OpenClaw Backup Safe
Security checks across malware telemetry and agentic risk
Overview
The skill appears to do what it says—make and restore local OpenClaw backups—but those backups include credentials, sessions, workspace memory, and optional scheduled execution, so they should be handled carefully.
This skill is coherent and transparent for local OpenClaw backup and restore. Before installing or using it, make sure you are comfortable creating local archives that include API keys, tokens, sessions, memory, user files, and cron tasks. Keep backups private, consider encryption, verify the package identity because of the metadata mismatch, and restore only from archives you trust.
VirusTotal
66/66 vendors flagged this skill as clean.
Risk analysis
Artifact-based informational review of SKILL.md, metadata, install specs, static scan signals, and capability signals. ClawScan does not execute the skill or run runtime probes.
Anyone who can read the backup archive may be able to access API keys, tokens, or sessions stored by OpenClaw.
The skill explicitly backs up credentials, auth profiles, and session data. This is expected for a full OpenClaw backup, but it means the backup files can grant access to accounts or services if exposed.
- `credentials/` - API keys, tokens - `agents/` - agent configs, auth profiles - `telegram/` - session data
Store backups in a private, protected location, restrict file permissions, and consider encryption for backup archives.
Backups may preserve private user files and agent memory, and restoring an old backup can reintroduce outdated or unwanted context.
The backup includes persistent workspace memory and user files. This is purpose-aligned, but restored or copied memory may affect future agent behavior and can contain private context.
- `workspace/` - memory, SOUL.md, user files
Review what is stored in the workspace before sharing or restoring backups, and avoid restoring archives from untrusted sources.
If enabled, OpenClaw will keep creating recurring backups of sensitive data without a fresh manual command each time.
The skill documents an optional cron schedule that runs the backup script regularly. This is disclosed and aligned with automatic backup scheduling, but it creates ongoing background activity.
"schedule": {"kind": "cron", "expr": "0 3 * * *", "tz": "UTC"},
"message": "Run ~/.openclaw/workspace/skills/openclaw-backup/scripts/backup.sh and report result to user."Enable the cron schedule only if recurring backups are desired, and periodically review or disable the scheduled task if it is no longer needed.
Restoring the wrong archive can change OpenClaw behavior, revert settings, or reintroduce old credentials and scheduled tasks.
Restore instructions stop OpenClaw, move the current data directory, extract a backup, and restart the service. That is expected for restore, but a wrong or untrusted backup could replace credentials, memory, cron tasks, and agent configuration.
openclaw gateway stop mv ~/.openclaw ~/.openclaw-pre-restore-$(date +%Y%m%d-%H%M%S) cd ~ tar -xzf ~/openclaw-backups/openclaw-YYYY-MM-DD_HHMM.tar.gz openclaw gateway start
Restore only backups you created and trust, keep the pre-restore safety copy until verification succeeds, and check OpenClaw status after restoring.
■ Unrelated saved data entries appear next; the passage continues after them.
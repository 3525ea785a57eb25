//! fairplay - Fair round-robin ordering for collaborative playlists
//!
//! Keeps the unplayed part of a shared playlist interleaved so that every
//! contributor gets a turn before anyone gets a second one.
//!
//! # Architecture
//!
//! The library is organized into several modules:
//!
//! - [`models`] - Playlist rows, orderings and relocation operations
//! - [`reorder`] - Fair-order engine and relocation diff engine
//! - [`provider`] - Remote playlist service abstraction (HTTP and in-memory)
//! - [`manager`] - Per-playlist background passes
//! - [`server`] - Control API
//! - [`config`] - Configuration management and settings
//! - [`metrics`] - Prometheus metrics
//!
//! # Example
//!
//! ```no_run
//! use std::sync::Arc;
//! use fairplay::config::Config;
//! use fairplay::manager::PlaylistManager;
//! use fairplay::provider::HttpPlaylistProvider;
//!
//! #[tokio::main]
//! async fn main() -> anyhow::Result<()> {
//!     let config = Config::from_env()?;
//!     let provider = Arc::new(HttpPlaylistProvider::new(&config.provider)?);
//!     let manager = PlaylistManager::new(provider, config.manager.clone());
//!     manager.manage("37i9dQZF1DXcBWIGoYBM5M").await?;
//!     Ok(())
//! }
//! ```

pub mod config;
pub mod error;
pub mod manager;
pub mod metrics;
pub mod models;
pub mod provider;
pub mod reorder;
pub mod server;

/// Re-export commonly used types
pub mod prelude {
    pub use crate::config::Config;
    pub use crate::error::{Error, ErrorCategory, FairplayErrorTrait, Result};
    pub use crate::manager::{ManagerEvent, PassOutcome, PlaylistManager, PlaylistSession};
    pub use crate::models::{Ordering, PlaylistItem, RelocationOp, SnapshotId, TrackEntry};
    pub use crate::provider::{HttpPlaylistProvider, InMemoryProvider, PlaylistProvider};
    pub use crate::reorder::{compute_fair_order, compute_relocations, ReorderPlan};
    pub use crate::server::ControlServer;
}

// Direct re-exports for convenience
pub use models::{Ordering, PlaylistItem, RelocationOp, TrackEntry};
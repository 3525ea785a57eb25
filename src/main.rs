use anyhow::Result;
use clap::{Parser, Subcommand};
use std::path::PathBuf;

use fairplay::config::Config;
use tracing_subscriber::{layer::SubscriberExt, util::SubscriberInitExt};

mod commands;

#[derive(Parser)]
#[command(
    name = "fairplay",
    version,
    about = "Keeps collaborative playlists fair by interleaving contributors round-robin",
    long_about = None
)]
struct Cli {
    #[command(subcommand)]
    command: Commands,

    /// Enable verbose logging
    #[arg(short, long, global = true)]
    verbose: bool,

    /// Log format (text, json); overrides the config file
    #[arg(long, global = true)]
    log_format: Option<String>,
}

#[derive(Subcommand)]
enum Commands {
    /// Manage playlists and serve the control API until Ctrl-C
    Run {
        /// TOML config file (environment variables are used otherwise)
        #[arg(short, long)]
        config: Option<PathBuf>,

        /// Playlist to manage at startup (repeatable)
        #[arg(short, long = "playlist")]
        playlists: Vec<String>,
    },

    /// Print the fair target ordering and relocations for a snapshot file
    Plan {
        /// Snapshot JSON file
        #[arg(short, long)]
        input: PathBuf,

        /// Index of the currently playing track
        #[arg(short, long)]
        playing_index: usize,
    },

    /// Run one pass over a snapshot file against an in-memory provider
    Simulate {
        /// Snapshot JSON file
        #[arg(short, long)]
        input: PathBuf,

        /// Track id reported as currently playing
        #[arg(short, long)]
        playing: String,
    },
}

#[tokio::main]
async fn main() -> Result<()> {
    let cli = Cli::parse();

    let config = match &cli.command {
        Commands::Run { config, .. } => commands::load_config(config.as_deref())?,
        _ => Config::default(),
    };

    // Initialize tracing/logging
    let format = cli.log_format.as_deref().unwrap_or(&config.logging.format);
    setup_tracing(format, &config.logging.level, cli.verbose)?;

    match cli.command {
        Commands::Run { playlists, .. } => {
            tracing::info!(playlists = playlists.len(), "fairplay starting");
            commands::run(config, playlists).await?;
        }

        Commands::Plan {
            input,
            playing_index,
        } => {
            commands::plan(&input, playing_index)?;
        }

        Commands::Simulate { input, playing } => {
            commands::simulate(&input, &playing).await?;
        }
    }

    Ok(())
}

fn setup_tracing(format: &str, level: &str, verbose: bool) -> Result<()> {
    let env_filter = if verbose {
        tracing_subscriber::EnvFilter::new("fairplay=debug,info")
    } else {
        tracing_subscriber::EnvFilter::try_from_default_env().unwrap_or_else(|_| {
            tracing_subscriber::EnvFilter::new(format!("fairplay={level},warn"))
        })
    };

    match format {
        "json" => {
            tracing_subscriber::registry()
                .with(env_filter)
                .with(tracing_subscriber::fmt::layer().json())
                .init();
        }
        _ => {
            tracing_subscriber::registry()
                .with(env_filter)
                .with(tracing_subscriber::fmt::layer().pretty())
                .init();
        }
    }

    Ok(())
}
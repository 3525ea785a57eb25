//! Unified error handling for the fairplay crate
//!
//! This module provides a unified error type that consolidates all domain-specific
//! errors into a single `Error` enum, while maintaining the ability to use
//! domain-specific errors when needed.
//!
//! # Architecture
//!
//! - [`FairplayErrorTrait`] - Common interface implemented by all error types
//! - [`ErrorCategory`] - Classification of errors for handling strategies
//! - [`Error`] - Unified error enum wrapping all domain-specific errors
//!
//! # Usage
//!
//! ```rust,ignore
//! use fairplay::error::{Error, FairplayErrorTrait};
//!
//! fn handle_error(err: Error) {
//!     if err.is_recoverable() {
//!         println!("Will retry on the next tick: {err}");
//!     } else {
//!         eprintln!("Fatal error: {err}");
//!     }
//! }
//! ```

use std::io;
use thiserror::Error;

// Re-export domain-specific errors for convenience
pub use crate::manager::error::ManagerError;
pub use crate::provider::ProviderError;
pub use crate::reorder::error::{InconsistentOrderingError, OrderingError};
pub use crate::server::ServerError;

/// Common trait for all fairplay error types
pub trait FairplayErrorTrait: std::error::Error {
    /// Check if this error is recoverable (a later attempt may succeed)
    fn is_recoverable(&self) -> bool;

    /// Get the error category for handling strategies
    fn category(&self) -> ErrorCategory;
}

/// Classification of errors for handling strategies
#[derive(Debug, Clone, Copy, PartialEq, Eq, Hash)]
pub enum ErrorCategory {
    /// Current and target orderings disagree
    Ordering,
    /// Remote provider errors (HTTP, rate limit, conflicts)
    Provider,
    /// Playlist ownership checks
    Ownership,
    /// Configuration and validation errors
    Config,
    /// Control API errors
    Server,
    /// Other/unknown errors
    Other,
}

impl ErrorCategory {
    /// Short label for logs and API responses
    pub fn label(&self) -> &'static str {
        match self {
            Self::Ordering => "ordering",
            Self::Provider => "provider",
            Self::Ownership => "ownership",
            Self::Config => "config",
            Self::Server => "server",
            Self::Other => "other",
        }
    }
}

/// Unified error type for the fairplay crate
#[derive(Error, Debug)]
pub enum Error {
    /// Reorder engine errors
    #[error("Ordering error: {0}")]
    Ordering(#[from] OrderingError),

    /// Remote provider errors
    #[error("Provider error: {0}")]
    Provider(#[from] ProviderError),

    /// Playlist manager errors
    #[error("Manager error: {0}")]
    Manager(#[from] ManagerError),

    /// Control API errors
    #[error("Server error: {0}")]
    Server(#[from] ServerError),

    /// I/O errors
    #[error("I/O error: {0}")]
    Io(#[from] io::Error),

    /// JSON serialization/deserialization errors
    #[error("JSON error: {0}")]
    Json(#[from] serde_json::Error),

    /// Configuration errors
    #[error("Config error: {0}")]
    Config(String),

    /// Generic error with context
    #[error("{context}")]
    Other {
        context: String,
        #[source]
        source: Option<Box<dyn std::error::Error + Send + Sync>>,
    },
}

impl From<InconsistentOrderingError> for Error {
    fn from(err: InconsistentOrderingError) -> Self {
        Self::Ordering(err.into())
    }
}

impl FairplayErrorTrait for Error {
    fn is_recoverable(&self) -> bool {
        match self {
            Self::Ordering(_) => false,
            Self::Provider(e) => e.is_recoverable(),
            Self::Manager(e) => e.is_recoverable(),
            Self::Server(_) => false,
            Self::Io(_) => true, // I/O errors are often transient
            Self::Json(_) => false,
            Self::Config(_) => false,
            Self::Other { .. } => false,
        }
    }

    fn category(&self) -> ErrorCategory {
        match self {
            Self::Ordering(_) => ErrorCategory::Ordering,
            Self::Provider(_) => ErrorCategory::Provider,
            Self::Manager(e) => match e {
                ManagerError::PlaylistDoesNotBelongToUser { .. } => ErrorCategory::Ownership,
                ManagerError::Provider(_) => ErrorCategory::Provider,
                ManagerError::Ordering(_) => ErrorCategory::Ordering,
                ManagerError::NotManaged(_) => ErrorCategory::Other,
            },
            Self::Server(_) => ErrorCategory::Server,
            Self::Io(_) | Self::Json(_) | Self::Other { .. } => ErrorCategory::Other,
            Self::Config(_) => ErrorCategory::Config,
        }
    }
}

impl Error {
    /// Create a configuration error
    pub fn config(msg: impl Into<String>) -> Self {
        Self::Config(msg.into())
    }

    /// Create a generic error with context
    pub fn other(context: impl Into<String>) -> Self {
        Self::Other {
            context: context.into(),
            source: None,
        }
    }

    /// Create a generic error with context and source
    pub fn with_source(
        context: impl Into<String>,
        source: impl std::error::Error + Send + Sync + 'static,
    ) -> Self {
        Self::Other {
            context: context.into(),
            source: Some(Box::new(source)),
        }
    }
}

// Conversion from anyhow::Error
impl From<anyhow::Error> for Error {
    fn from(err: anyhow::Error) -> Self {
        Self::Other {
            context: err.to_string(),
            source: None,
        }
    }
}

/// Result type alias using the unified Error type
pub type Result<T> = std::result::Result<T, Error>;

#[cfg(test)]
mod tests {
    use super::*;

    #[test]
    fn test_error_category() {
        let ordering: Error = InconsistentOrderingError::LengthMismatch {
            current: 2,
            target: 1,
        }
        .into();
        assert_eq!(ordering.category(), ErrorCategory::Ordering);
        assert!(!ordering.is_recoverable());

        let ownership: Error = ManagerError::not_owned("P1", "U1").into();
        assert_eq!(ownership.category(), ErrorCategory::Ownership);
        assert!(!ownership.is_recoverable());
    }

    #[test]
    fn test_provider_errors_recoverable() {
        let err: Error = ProviderError::SnapshotConflict {
            playlist_id: "P1".to_string(),
        }
        .into();
        assert_eq!(err.category(), ErrorCategory::Provider);
        assert!(err.is_recoverable());

        let nested: Error = ManagerError::Provider(ProviderError::RateLimited {
            retry_after_secs: Some(1),
        })
        .into();
        assert_eq!(nested.category(), ErrorCategory::Provider);
        assert!(nested.is_recoverable());
    }

    #[test]
    fn test_config_error() {
        let err = Error::config("missing access token");
        assert_eq!(err.category(), ErrorCategory::Config);
        assert_eq!(err.category().label(), "config");
        assert!(!err.is_recoverable());
    }

    #[test]
    fn test_other_error() {
        let err = Error::other("Something went wrong");
        assert_eq!(err.category(), ErrorCategory::Other);
        assert_eq!(err.to_string(), "Something went wrong");
    }
}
The package identity is slightly ambiguous, so users have less assurance that the reviewed files correspond exactly to the registry entry.
The bundled metadata differs from the supplied registry metadata, which lists slug `openclaw-backup-safe` and version `1.0.1`. This is a provenance consistency issue, although the included script is small and does not show hidden behavior.
"slug": "openclaw-backup", "version": "1.0.0"
Verify the skill source and package identity before relying on it for sensitive credential backups.